*** Opening Data extract ***
//! Durable per-repository scan state.
//!
//! A single serializer thread owns the in-memory map; `load`/`save` are
//! request/response messages, so the store needs no locks and every reader
//! sees a consistent snapshot. The map is checkpointed to disk every 60
//! seconds and on shutdown, always by writing a sibling temp file and
//! renaming it over the target — a crash never leaves a partial state file.

use std::collections::BTreeMap;
use std::io::Write;
use std::path::{Path, PathBuf};
use std::sync::Mutex;
use std::thread::JoinHandle;
use std::time::Duration;

use chrono::{DateTime, Utc};
use crossbeam_channel::{bounded, select, tick, Receiver, Sender};
use serde::{Deserialize, Serialize};
use thiserror::Error;
use tracing::{debug, warn};

use crate::model::{Repo, RepoLocation, RepoState, ScanStatus};

const CHECKPOINT_INTERVAL: Duration = Duration::from_secs(60);

// ---------------------------------------------------------------------------
// Errors
// ---------------------------------------------------------------------------

/// State that could not be loaded at startup. Fatal: starting with a
/// half-read state file would silently rescan (or skip) history.
#[derive(Debug, Error)]
pub enum StateError {
    #[error("cannot read state file `{}`: {source}", path.display())]
    Read {
        path: PathBuf,
        source: std::io::Error,
    },

    #[error("cannot parse state file `{}`: {source}", path.display())]
    Parse {
        path: PathBuf,
        source: serde_yaml::Error,
    },

    #[error("cannot create state file `{}`: {source}", path.display())]
    Create {
        path: PathBuf,
        source: std::io::Error,
    },
}

// ---------------------------------------------------------------------------
// StateManager trait
// ---------------------------------------------------------------------------

/// Read/write access to per-repository scan state. The repo list talks to
/// the store exclusively through this trait.
pub trait StateManager: Send + Sync {
    /// State and scan status for `url`; zero values when unknown.
    fn load(&self, url: &str) -> (RepoState, ScanStatus);

    /// Record the state of one repository.
    fn save(&self, repo: &Repo);
}

// ---------------------------------------------------------------------------
// File format
// ---------------------------------------------------------------------------

#[derive(Debug, Default, Serialize, Deserialize)]
struct RepoRecord {
    url: String,
    #[serde(default)]
    clone_url: String,
    #[serde(default)]
    repo_path: String,
    #[serde(default)]
    data_path: String,
    #[serde(default)]
    refs: Vec<String>,
    #[serde(default)]
    scan_status: ScanRecord,
}

#[derive(Debug, Default, Serialize, Deserialize)]
struct ScanRecord {
    #[serde(default)]
    start_time: Option<DateTime<Utc>>,
    #[serde(default)]
    end_time: Option<DateTime<Utc>>,
    #[serde(default)]
    success: bool,
}

fn to_record(repo: &Repo) -> RepoRecord {
    RepoRecord {
        url: repo.location.url.clone(),
        clone_url: repo.location.clone_url.clone(),
        repo_path: repo.location.repo_path.clone(),
        data_path: repo.location.data_path.clone(),
        refs: repo.state.refs.clone(),
        scan_status: ScanRecord {
            start_time: repo.scan.start_time,
            end_time: repo.scan.end_time,
            success: repo.scan.success,
        },
    }
}

fn from_record(record: RepoRecord) -> Repo {
    Repo {
        options: crate::model::RepoOptions::default(),
        location: RepoLocation {
            url: record.url,
            clone_url: record.clone_url,
            data_path: record.data_path,
            repo_path: record.repo_path,
        },
        state: RepoState { refs: record.refs },
        scan: ScanStatus {
            start_time: record.scan_status.start_time,
            end_time: record.scan_status.end_time,
            success: record.scan_status.success,
        },
    }
}

// ---------------------------------------------------------------------------
// FileStateStore
// ---------------------------------------------------------------------------

enum Request {
    Save(Repo),
    Load {
        url: String,
        reply: Sender<(RepoState, ScanStatus)>,
    },
}

/// The file-backed state store. See the module docs for the persistence
/// discipline.
pub struct FileStateStore {
    tx: Sender<Request>,
    dying: Mutex<Option<Sender<()>>>,
    worker: Mutex<Option<JoinHandle<()>>>,
}

impl FileStateStore {
    /// Load existing state (creating an empty file when missing) and start
    /// the serializer thread.
    ///
    /// # Errors
    /// [`StateError`] when the file exists but cannot be read or parsed.
    pub fn start(path: PathBuf) -> Result<Self, StateError> {
        let state = load_file(&path)?;
        let (tx, rx) = bounded::<Request>(64);
        let (dying_tx, dying_rx) = bounded::<()>(0);
        let worker = std::thread::spawn(move || serve(&path, state, &rx, &dying_rx));
        Ok(Self {
            tx,
            dying: Mutex::new(Some(dying_tx)),
            worker: Mutex::new(Some(worker)),
        })
    }

    /// Final checkpoint and thread shutdown. Idempotent.
    ///
    /// # Panics
    ///
    /// Panics if the serializer handle mutex is poisoned.
    pub fn stop(&self) {
        self.dying
            .lock()
            .expect("state store shutdown handle poisoned")
            .take();
        if let Some(worker) = self
            .worker
            .lock()
            .expect("state store worker handle poisoned")
            .take()
        {
            let _ = worker.join();
        }
    }
}

impl StateManager for FileStateStore {
    fn load(&self, url: &str) -> (RepoState, ScanStatus) {
        let (reply_tx, reply_rx) = bounded(1);
        if self
            .tx
            .send(Request::Load {
                url: url.to_owned(),
                reply: reply_tx,
            })
            .is_err()
        {
            return (RepoState::default(), ScanStatus::default());
        }
        reply_rx.recv().unwrap_or_default()
    }

    fn save(&self, repo: &Repo) {
        let _ = self.tx.send(Request::Save(repo.clone()));
    }
}

// ---------------------------------------------------------------------------
// Serializer thread
// ---------------------------------------------------------------------------

fn serve(
    path: &Path,
    mut state: BTreeMap<String, Repo>,
    rx: &Receiver<Request>,
    dying: &Receiver<()>,
) {
    let checkpoint = tick(CHECKPOINT_INTERVAL);
    loop {
        select! {
            recv(dying) -> _ => {
                if let Err(err) = save_file(path, &state) {
                    warn!(error = %err, "final state checkpoint failed");
                }
                return;
            }
            recv(checkpoint) -> _ => {
                if let Err(err) = save_file(path, &state) {
                    warn!(error = %err, "state checkpoint failed");
                }
            }
            recv(rx) -> request => match request {
                Ok(Request::Save(repo)) => {
                    state.insert(repo.location.url.clone(), repo);
                }
                Ok(Request::Load { url, reply }) => {
                    let found = state
                        .get(&url)
                        .map(|r| (r.state.clone(), r.scan))
                        .unwrap_or_default();
                    let _ = reply.send(found);
                }
                Err(_) => {
                    if let Err(err) = save_file(path, &state) {
                        warn!(error = %err, "final state checkpoint failed");
                    }
                    return;
                }
            },
        }
    }
}

fn load_file(path: &Path) -> Result<BTreeMap<String, Repo>, StateError> {
    if !path.exists() {
        std::fs::write(path, "").map_err(|source| StateError::Create {
            path: path.to_path_buf(),
            source,
        })?;
        debug!(path = %path.display(), "created empty state file");
        return Ok(BTreeMap::new());
    }
    let raw = std::fs::read_to_string(path).map_err(|source| StateError::Read {
        path: path.to_path_buf(),
        source,
    })?;
    if raw.trim().is_empty() {
        return Ok(BTreeMap::new());
    }
    let records: Vec<RepoRecord> =
        serde_yaml::from_str(&raw).map_err(|source| StateError::Parse {
            path: path.to_path_buf(),
            source,
        })?;
    Ok(records
        .into_iter()
        .map(|record| (record.url.clone(), from_record(record)))
        .collect())
}

fn save_file(path: &Path, state: &BTreeMap<String, Repo>) -> std::io::Result<()> {
    let records: Vec<RepoRecord> = state.values().map(to_record).collect();
    let raw = serde_yaml::to_string(&records)
        .map_err(|e| std::io::Error::new(std::io::ErrorKind::InvalidData, e))?;
    let dir = path.parent().filter(|p| !p.as_os_str().is_empty());
    let mut tmp = match dir {
        Some(dir) => tempfile::NamedTempFile::new_in(dir)?,
        None => tempfile::NamedTempFile::new_in(".")?,
    };
    tmp.write_all(raw.as_bytes())?;
    tmp.flush()?;
    tmp.persist(path).map_err(|e| e.error)?;
    Ok(())
}
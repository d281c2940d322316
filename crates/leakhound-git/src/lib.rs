//! Git history adapter for leakhound.
//!
//! The scanning pipeline interacts with version control exclusively through
//! the [`HistorySource`] trait. The trait is object-safe so callers can hold
//! a `Box<dyn HistorySource>`; the shipped backend is [`Git2Source`], built
//! on libgit2 via the `git2` crate.
//!
//! The adapter's job is deliberately narrow: open (or clone/fetch) an
//! on-disk repository, report the commits reachable today, and stream the
//! added-text chunks of every commit that has not been scanned before. It
//! knows nothing about patterns, findings, or scheduling.

pub mod error;
mod git2_source;
pub mod source;
pub mod types;

pub use error::RepoError;
pub use git2_source::Git2Source;
pub use source::{DiffSink, HistorySource};
pub use types::{DiffChunk, RepoSpec};
//! Broadcast shutdown signalling.
//!
//! Every long-running thread holds a [`ShutdownSignal`] and includes it in
//! its `select!` loop. Signalling works by dropping the sole sender of a
//! zero-capacity channel: all receivers observe the disconnect at once, and
//! a receiver created after the signal observes it immediately.

use crossbeam_channel::{bounded, Receiver, Sender, TryRecvError};

/// Owner side of the shutdown broadcast. Dropping it also signals.
pub struct Shutdown {
    tx: Option<Sender<()>>,
    rx: Receiver<()>,
}

impl Shutdown {
    #[must_use]
    pub fn new() -> Self {
        let (tx, rx) = bounded(0);
        Self { tx: Some(tx), rx }
    }

    /// A receiver for one task's `select!` loop.
    #[must_use]
    pub fn subscribe(&self) -> ShutdownSignal {
        ShutdownSignal {
            rx: self.rx.clone(),
        }
    }

    /// Broadcast shutdown. Idempotent.
    pub fn signal(&mut self) {
        self.tx.take();
    }
}

impl Default for Shutdown {
    fn default() -> Self {
        Self::new()
    }
}

/// Receiver side: completes a `recv` select arm once shutdown is signalled.
#[derive(Clone)]
pub struct ShutdownSignal {
    rx: Receiver<()>,
}

impl ShutdownSignal {
    /// The raw receiver, for use in `select!` arms.
    #[must_use]
    pub fn receiver(&self) -> &Receiver<()> {
        &self.rx
    }

    /// Non-blocking check, for loops that cannot park on a select.
    #[must_use]
    pub fn is_signalled(&self) -> bool {
        matches!(self.rx.try_recv(), Err(TryRecvError::Disconnected))
    }
}

#[cfg(test)]
mod tests {
    use super::*;
    use crossbeam_channel::select;
    use std::time::Duration;

    #[test]
    fn signal_wakes_select() {
        let mut shutdown = Shutdown::new();
        let signal = shutdown.subscribe();
        shutdown.signal();
        select! {
            recv(signal.receiver()) -> _ => {}
            default(Duration::from_secs(1)) => panic!("signal not observed"),
        }
    }

    #[test]
    fn not_signalled_until_asked() {
        let shutdown = Shutdown::new();
        let signal = shutdown.subscribe();
        assert!(!signal.is_signalled());
    }

    #[test]
    fn late_subscribers_see_the_signal() {
        let mut shutdown = Shutdown::new();
        shutdown.signal();
        assert!(shutdown.subscribe().is_signalled());
    }

    #[test]
    fn drop_signals() {
        let signal = {
            let shutdown = Shutdown::new();
            shutdown.subscribe()
        };
        assert!(signal.is_signalled());
    }
}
*** Closing Data extract ***
Work request
Using the records above, set down exactly the lines from the one with "pub use error::RepoError;" through the one with "observes it immediately.", inclusive, and nothing more.

Completed exercise
pub use error::RepoError;
pub use git2_source::Git2Source;
pub use source::{DiffSink, HistorySource};
pub use types::{DiffChunk, RepoSpec};
//! Broadcast shutdown signalling.
//!
//! Every long-running thread holds a [`ShutdownSignal`] and includes it in
//! its `select!` loop. Signalling works by dropping the sole sender of a
//! zero-capacity channel: all receivers observe the disconnect at once, and
//! a receiver created after the signal observes it immediately.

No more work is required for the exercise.